● What you have to do
Every line below between the one holding "policy bond rate)" and the one holding "Deserialise piped JSON", inclusive, should be copied exactly, and no other line.

◆ ◆ ◆ ◆ ◆ ◆ ◆

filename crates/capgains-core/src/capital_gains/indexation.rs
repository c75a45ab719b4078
use chrono::{Datelike, NaiveDate};
use serde::{Deserialize, Serialize};

use crate::error::CapGainsError;
use crate::CapGainsResult;

/// Notified cost inflation index, base year 2001-02 = 100.
/// The final row is a projection pending notification.
const BUILTIN_CII: &[(i32, u32, bool)] = &[
    (2001, 100, false),
    (2002, 105, false),
    (2003, 109, false),
    (2004, 113, false),
    (2005, 117, false),
    (2006, 122, false),
    (2007, 129, false),
    (2008, 137, false),
    (2009, 148, false),
    (2010, 167, false),
    (2011, 184, false),
    (2012, 200, false),
    (2013, 220, false),
    (2014, 240, false),
    (2015, 254, false),
    (2016, 264, false),
    (2017, 272, false),
    (2018, 280, false),
    (2019, 289, false),
    (2020, 301, false),
    (2021, 317, false),
    (2022, 331, false),
    (2023, 348, false),
    (2024, 363, false),
    (2025, 376, false),
    (2026, 394, true),
];

/// One row of the index, keyed by the calendar year the fiscal year starts in.
#[derive(Debug, Clone, Copy, PartialEq, Eq, Serialize, Deserialize)]
pub struct CiiEntry {
    pub fiscal_year: i32,
    pub value: u32,
    #[serde(default)]
    pub estimated: bool,
}

impl CiiEntry {
    pub fn notified(fiscal_year: i32, value: u32) -> Self {
        Self {
            fiscal_year,
            value,
            estimated: false,
        }
    }
}

/// How a lookup was satisfied.
#[derive(Debug, Clone, Copy, PartialEq, Eq, Serialize, Deserialize)]
#[serde(rename_all = "snake_case")]
pub enum CiiSource {
    /// Exact row, officially notified
    Notified,
    /// Exact row, flagged as a projection
    Estimated,
    /// Year is past the table; latest row reused
    ForwardFilled,
    /// Year precedes the base year; base row reused
    BeforeBaseYear,
}

#[derive(Debug, Clone, PartialEq, Eq, Serialize, Deserialize)]
pub struct CiiLookup {
    /// Fiscal year the date falls in
    pub fiscal_year: i32,
    /// Display label, e.g. "2024-25"
    pub label: String,
    pub value: u32,
    /// Fiscal year of the row actually used
    pub table_year: i32,
    pub source: CiiSource,
}

impl CiiLookup {
    pub fn is_exact(&self) -> bool {
        self.source == CiiSource::Notified
    }

    /// Human-readable caveat for non-notified lookups.
    pub fn caveat(&self) -> Option<String> {
        match self.source {
            CiiSource::Notified => None,
            CiiSource::Estimated => Some(format!(
                "CII {} for FY {} is an estimate pending notification",
                self.value, self.label
            )),
            CiiSource::ForwardFilled => Some(format!(
                "No CII published for FY {}; using FY {} value {} (stale)",
                self.label,
                fiscal_year_label(self.table_year),
                self.value
            )),
            CiiSource::BeforeBaseYear => Some(format!(
                "FY {} precedes the CII base year; using FY {} value {}",
                self.label,
                fiscal_year_label(self.table_year),
                self.value
            )),
        }
    }
}

/// Fiscal year (April to March) containing `date`.
pub fn fiscal_year_of(date: NaiveDate) -> i32 {
    if date.month() >= 4 {
        date.year()
    } else {
        date.year() - 1
    }
}

pub fn fiscal_year_label(fiscal_year: i32) -> String {
    format!("{}-{:02}", fiscal_year, (fiscal_year + 1).rem_euclid(100))
}

/// Ordered, monotonically non-decreasing fiscal-year → CII table.
#[derive(Debug, Clone, PartialEq, Eq)]
pub struct CostInflationIndex {
    entries: Vec<CiiEntry>,
}

impl CostInflationIndex {
    pub fn builtin() -> Self {
        Self {
            entries: BUILTIN_CII
                .iter()
                .map(|&(fiscal_year, value, estimated)| CiiEntry {
                    fiscal_year,
                    value,
                    estimated,
                })
                .collect(),
        }
    }

    /// Build a table from arbitrary rows. Rows are sorted by year; duplicate
    /// years, zero values and decreasing values are rejected.
    pub fn from_entries(mut entries: Vec<CiiEntry>) -> CapGainsResult<Self> {
        if entries.is_empty() {
            return Err(CapGainsError::InvalidPolicy {
                field: "cii_table".into(),
                reason: "CII table must contain at least one year".into(),
            });
        }
        entries.sort_by_key(|e| e.fiscal_year);

        for pair in entries.windows(2) {
            if pair[0].fiscal_year == pair[1].fiscal_year {
                return Err(CapGainsError::InvalidPolicy {
                    field: "cii_table".into(),
                    reason: format!("Duplicate CII row for {}", pair[0].fiscal_year),
                });
            }
            if pair[1].value < pair[0].value {
                return Err(CapGainsError::InvalidPolicy {
                    field: "cii_table".into(),
                    reason: format!(
                        "CII must not decrease: {} -> {} between {} and {}",
                        pair[0].value, pair[1].value, pair[0].fiscal_year, pair[1].fiscal_year
                    ),
                });
            }
        }
        if entries.iter().any(|e| e.value == 0) {
            return Err(CapGainsError::InvalidPolicy {
                field: "cii_table".into(),
                reason: "CII values must be positive".into(),
            });
        }

        Ok(Self { entries })
    }

    pub fn base(&self) -> &CiiEntry {
        &self.entries[0]
    }

    pub fn latest(&self) -> &CiiEntry {
        &self.entries[self.entries.len() - 1]
    }

    /// CII for a fiscal year. Never fails: untabulated years fall back to the
    /// nearest end of the table and say so in `source`.
    pub fn lookup_year(&self, fiscal_year: i32) -> CiiLookup {
        let (row, source) = match self
            .entries
            .binary_search_by_key(&fiscal_year, |e| e.fiscal_year)
        {
            Ok(idx) => {
                let row = self.entries[idx];
                let source = if row.estimated {
                    CiiSource::Estimated
                } else {
                    CiiSource::Notified
                };
                (row, source)
            }
            Err(0) => (*self.base(), CiiSource::BeforeBaseYear),
            Err(idx) if idx >= self.entries.len() => (*self.latest(), CiiSource::ForwardFilled),
            // Gap inside the table: carry the previous year forward
            Err(idx) => (self.entries[idx - 1], CiiSource::ForwardFilled),
        };

        if matches!(source, CiiSource::ForwardFilled | CiiSource::BeforeBaseYear) {
            tracing::warn!(
                fiscal_year,
                table_year = row.fiscal_year,
                value = row.value,
                "CII year not tabulated, falling back"
            );
        }

        CiiLookup {
            fiscal_year,
            label: fiscal_year_label(fiscal_year),
            value: row.value,
            table_year: row.fiscal_year,
            source,
        }
    }

    pub fn lookup(&self, date: NaiveDate) -> CiiLookup {
        self.lookup_year(fiscal_year_of(date))
    }
}

impl Default for CostInflationIndex {
    fn default() -> Self {
        Self::builtin()
    }
}

#[cfg(test)]
mod tests {
    use super::*;

    fn d(y: i32, m: u32, day: u32) -> NaiveDate {
        NaiveDate::from_ymd_opt(y, m, day).unwrap()
    }

    #[test]
    fn test_fiscal_year_boundary() {
        assert_eq!(fiscal_year_of(d(2024, 3, 31)), 2023);
        assert_eq!(fiscal_year_of(d(2024, 4, 1)), 2024);
        assert_eq!(fiscal_year_of(d(2015, 1, 1)), 2014);
    }

    #[test]
    fn test_fiscal_year_label() {
        assert_eq!(fiscal_year_label(2024), "2024-25");
        assert_eq!(fiscal_year_label(1999), "1999-00");
    }

    #[test]
    fn test_builtin_table_is_monotonic() {
        let table = CostInflationIndex::builtin();
        assert!(CostInflationIndex::from_entries(table.entries.clone()).is_ok());
        assert_eq!(table.base().value, 100);
        assert_eq!(table.base().fiscal_year, 2001);
    }

    #[test]
    fn test_exact_lookup() {
        let table = CostInflationIndex::builtin();
        let l = table.lookup(d(2015, 6, 10));
        assert_eq!(l.value, 254);
        assert_eq!(l.label, "2015-16");
        assert!(l.is_exact());
        assert!(l.caveat().is_none());
    }

    #[test]
    fn test_jan_to_march_uses_previous_fiscal_year() {
        let table = CostInflationIndex::builtin();
        assert_eq!(table.lookup(d(2015, 1, 1)).value, 240);
        assert_eq!(table.lookup(d(2026, 1, 1)).value, 376);
    }

    #[test]
    fn test_estimated_row_is_flagged() {
        let table = CostInflationIndex::builtin();
        let l = table.lookup(d(2026, 5, 1));
        assert_eq!(l.value, 394);
        assert_eq!(l.source, CiiSource::Estimated);
        assert!(l.caveat().unwrap().contains("estimate"));
    }

    #[test]
    fn test_future_year_forward_fills_latest() {
        let table = CostInflationIndex::builtin();
        let l = table.lookup_year(2035);
        assert_eq!(l.value, table.latest().value);
        assert_eq!(l.table_year, 2026);
        assert_eq!(l.source, CiiSource::ForwardFilled);
        assert!(l.caveat().unwrap().contains("stale"));
    }

    #[test]
    fn test_before_base_year_uses_base_row() {
        let table = CostInflationIndex::builtin();
        let l = table.lookup(d(1995, 8, 1));
        assert_eq!(l.value, 100);
        assert_eq!(l.source, CiiSource::BeforeBaseYear);
    }

    #[test]
    fn test_gap_in_custom_table_carries_previous_year() {
        let table = CostInflationIndex::from_entries(vec![
            CiiEntry::notified(2020, 300),
            CiiEntry::notified(2023, 350),
        ])
        .unwrap();
        let l = table.lookup_year(2021);
        assert_eq!(l.value, 300);
        assert_eq!(l.source, CiiSource::ForwardFilled);
    }

    #[test]
    fn test_unsorted_rows_are_sorted() {
        let table = CostInflationIndex::from_entries(vec![
            CiiEntry::notified(2021, 320),
            CiiEntry::notified(2020, 300),
        ])
        .unwrap();
        assert_eq!(table.base().fiscal_year, 2020);
    }

    #[test]
    fn test_invalid_tables_rejected() {
        assert!(CostInflationIndex::from_entries(vec![]).is_err());
        assert!(CostInflationIndex::from_entries(vec![
            CiiEntry::notified(2020, 300),
            CiiEntry::notified(2020, 310),
        ])
        .is_err());
        assert!(CostInflationIndex::from_entries(vec![CiiEntry::notified(2020, 0)]).is_err());
    }
}
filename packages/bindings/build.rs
extern crate napi_build;

fn main() {
    napi_build::setup();
}
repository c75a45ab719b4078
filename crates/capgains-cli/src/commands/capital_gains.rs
use chrono::NaiveDate;
use clap::Args;
use rust_decimal::Decimal;
use serde_json::Value;

use capgains_core::capital_gains::{
    self, AssetType, BondProjectionInput, CapitalGainsInput, ProjectionAssumptions, TaxPolicy,
    TaxRegime, Transaction,
};

use crate::input;

/// Arguments for the full capital-gains computation
#[derive(Args)]
pub struct CapitalGainsArgs {
    /// Path to JSON input file (overrides individual flags)
    #[arg(long)]
    pub input: Option<String>,

    /// Asset sold: residential, commercial or land
    #[arg(long)]
    pub asset_type: Option<AssetType>,

    /// Purchase date (YYYY-MM-DD)
    #[arg(long)]
    pub purchase_date: Option<NaiveDate>,

    /// Sale date (YYYY-MM-DD)
    #[arg(long)]
    pub sale_date: Option<NaiveDate>,

    #[arg(long)]
    pub purchase_price: Option<Decimal>,

    #[arg(long, default_value = "0")]
    pub stamp_duty: Decimal,

    #[arg(long, default_value = "0")]
    pub improvement_cost: Decimal,

    /// Date of the improvement (defaults to the purchase date)
    #[arg(long)]
    pub improvement_date: Option<NaiveDate>,

    #[arg(long)]
    pub sale_price: Option<Decimal>,

    #[arg(long, default_value = "0")]
    pub brokerage: Decimal,

    #[arg(long, default_value = "0")]
    pub legal_fees: Decimal,

    /// Expected annual appreciation of a reinvested property (e.g. 0.08)
    #[arg(long)]
    pub appreciation_rate: Option<Decimal>,

    /// Include rental income in property projections
    #[arg(long)]
    pub enable_rental: bool,

    #[arg(long)]
    pub monthly_rent: Option<Decimal>,

    /// Months after purchase before rent starts
    #[arg(long)]
    pub rent_start_month: Option<u32>,

    /// Marginal income-tax slab (e.g. 0.30)
    #[arg(long)]
    pub tax_slab: Option<Decimal>,

    /// Preferred regime when a choice exists: indexed/old or non_indexed/new
    #[arg(long)]
    pub regime: Option<TaxRegime>,
}

pub fn run_capital_gains(
    args: CapitalGainsArgs,
    policy: Option<&TaxPolicy>,
) -> Result<Value, Box<dyn std::error::Error>> {
    let mut cg_input: CapitalGainsInput = if let Some(ref path) = args.input {
        input::file::read_json(path)?
    } else if let Some(piped) = input::stdin::read_piped()? {
        piped
    } else {
        let transaction = Transaction {
            asset_type: args
                .asset_type
                .ok_or("--asset-type is required (or provide --input)")?,
            purchase_date: args
                .purchase_date
                .ok_or("--purchase-date is required (or provide --input)")?,
            sale_date: args
                .sale_date
                .ok_or("--sale-date is required (or provide --input)")?,
            purchase_price: args
                .purchase_price
                .ok_or("--purchase-price is required (or provide --input)")?,
            stamp_duty: args.stamp_duty,
            improvement_cost: args.improvement_cost,
            improvement_date: args.improvement_date,
            sale_price: args
                .sale_price
                .ok_or("--sale-price is required (or provide --input)")?,
            brokerage: args.brokerage,
            legal_fees: args.legal_fees,
        };

        let defaults = ProjectionAssumptions::default();
        let assumptions = ProjectionAssumptions {
            appreciation_rate: args.appreciation_rate.unwrap_or(defaults.appreciation_rate),
            enable_rental: args.enable_rental,
            monthly_rent: args.monthly_rent.unwrap_or(defaults.monthly_rent),
            rent_start_month: args.rent_start_month.unwrap_or(defaults.rent_start_month),
            tax_slab: args.tax_slab.unwrap_or(defaults.tax_slab),
            user_selected_regime: args.regime,
        };

        CapitalGainsInput {
            transaction,
            assumptions,
            policy: None,
        }
    };

    // A policy file on the command line wins over one embedded in the input
    if let Some(policy) = policy {
        cg_input.policy = Some(policy.clone());
    }

    let result = capital_gains::compute_capital_gains(&cg_input)?;
    Ok(serde_json::to_value(result)?)
}

/// Arguments for a CII lookup
#[derive(Args)]
pub struct CiiArgs {
    /// Any date within the fiscal year (YYYY-MM-DD)
    #[arg(long)]
    pub date: NaiveDate,
}

pub fn run_cii(args: CiiArgs, policy: Option<&TaxPolicy>) -> Result<Value, Box<dyn std::error::Error>> {
    let result = capital_gains::lookup_cii(args.date, policy)?;
    Ok(serde_json::to_value(result)?)
}

/// Arguments for holding-period classification
#[derive(Args)]
pub struct HoldingPeriodArgs {
    #[arg(long)]
    pub purchase_date: NaiveDate,

    #[arg(long)]
    pub sale_date: NaiveDate,
}

pub fn run_holding_period(
    args: HoldingPeriodArgs,
    policy: Option<&TaxPolicy>,
) -> Result<Value, Box<dyn std::error::Error>> {
    let result = capital_gains::classify_holding(args.purchase_date, args.sale_date, policy)?;
    Ok(serde_json::to_value(result)?)
}

/// Arguments for a 54EC bond projection
#[derive(Args)]
pub struct BondArgs {
    /// Path to JSON input file (overrides individual flags)
    #[arg(long)]
    pub input: Option<String>,

    /// Amount invested in bonds
    #[arg(long)]
    pub principal: Option<Decimal>,

    /// Annual simple interest rate (defaults to the policy bond rate)
    #[arg(long)]
    pub rate: Option<Decimal>,

    /// Years to maturity (defaults to the 54EC lock-in)
    #[arg(long)]
    pub years: Option<u32>,

    /// Marginal income-tax slab applied to interest
    #[arg(long, default_value = "0.30")]
    pub tax_slab: Decimal,

    /// Tax payable without the exemption, for the FD baseline
    #[arg(long, default_value = "0")]
    pub tax_without_exemption: Decimal,
}

pub fn run_bond_projection(
    args: BondArgs,
    policy: Option<&TaxPolicy>,
) -> Result<Value, Box<dyn std::error::Error>> {
    let mut bond_input: BondProjectionInput = if let Some(ref path) = args.input {
        input::file::read_json(path)?
    } else if let Some(piped) = input::stdin::read_piped()? {
        piped
    } else {
        BondProjectionInput {
            principal: args
                .principal
                .ok_or("--principal is required (or provide --input)")?,
            interest_rate: args.rate,
            years: args.years,
            tax_slab: args.tax_slab,
            tax_without_exemption: args.tax_without_exemption,
            policy: None,
        }
    };

    if let Some(policy) = policy {
        bond_input.policy = Some(policy.clone());
    }

    let result = capital_gains::calculate_bond_projection(&bond_input)?;
    Ok(serde_json::to_value(result)?)
}
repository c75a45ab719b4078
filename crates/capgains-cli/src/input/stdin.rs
use serde::de::DeserializeOwned;
use std::io::{self, Read};

/// Deserialise piped JSON from stdin into `T`.
///
/// Returns `None` when stdin is a terminal or the pipe is empty, so callers
/// can fall back to command-line flags.
pub fn read_piped<T: DeserializeOwned>() -> Result<Option<T>, Box<dyn std::error::Error>> {
    if atty::is(atty::Stream::Stdin) {
        return Ok(None);
    }

    let mut buffer = String::new();
    io::stdin().read_to_string(&mut buffer)?;

    let trimmed = buffer.trim();
    if trimmed.is_empty() {
        return Ok(None);
    }

    tracing::debug!(bytes = trimmed.len(), "reading JSON input from stdin");
    let value = serde_json::from_str(trimmed)
        .map_err(|e| format!("Failed to parse stdin input: {}", e))?;
    Ok(Some(value))
}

◆ ◆ ◆ ◆ ◆ ◆ ◆

● Solved exercise
    /// Annual simple interest rate (defaults to the policy bond rate)
    #[arg(long)]
    pub rate: Option<Decimal>,

    /// Years to maturity (defaults to the 54EC lock-in)
    #[arg(long)]
    pub years: Option<u32>,

    /// Marginal income-tax slab applied to interest
    #[arg(long, default_value = "0.30")]
    pub tax_slab: Decimal,

    /// Tax payable without the exemption, for the FD baseline
    #[arg(long, default_value = "0")]
    pub tax_without_exemption: Decimal,
}

pub fn run_bond_projection(
    args: BondArgs,
    policy: Option<&TaxPolicy>,
) -> Result<Value, Box<dyn std::error::Error>> {
    let mut bond_input: BondProjectionInput = if let Some(ref path) = args.input {
        input::file::read_json(path)?
    } else if let Some(piped) = input::stdin::read_piped()? {
        piped
    } else {
        BondProjectionInput {
            principal: args
                .principal
                .ok_or("--principal is required (or provide --input)")?,
            interest_rate: args.rate,
            years: args.years,
            tax_slab: args.tax_slab,
            tax_without_exemption: args.tax_without_exemption,
            policy: None,
        }
    };

    if let Some(policy) = policy {
        bond_input.policy = Some(policy.clone());
    }

    let result = capital_gains::calculate_bond_projection(&bond_input)?;
    Ok(serde_json::to_value(result)?)
}
repository c75a45ab719b4078
filename crates/capgains-cli/src/input/stdin.rs
use serde::de::DeserializeOwned;
use std::io::{self, Read};

/// Deserialise piped JSON from stdin into `T`.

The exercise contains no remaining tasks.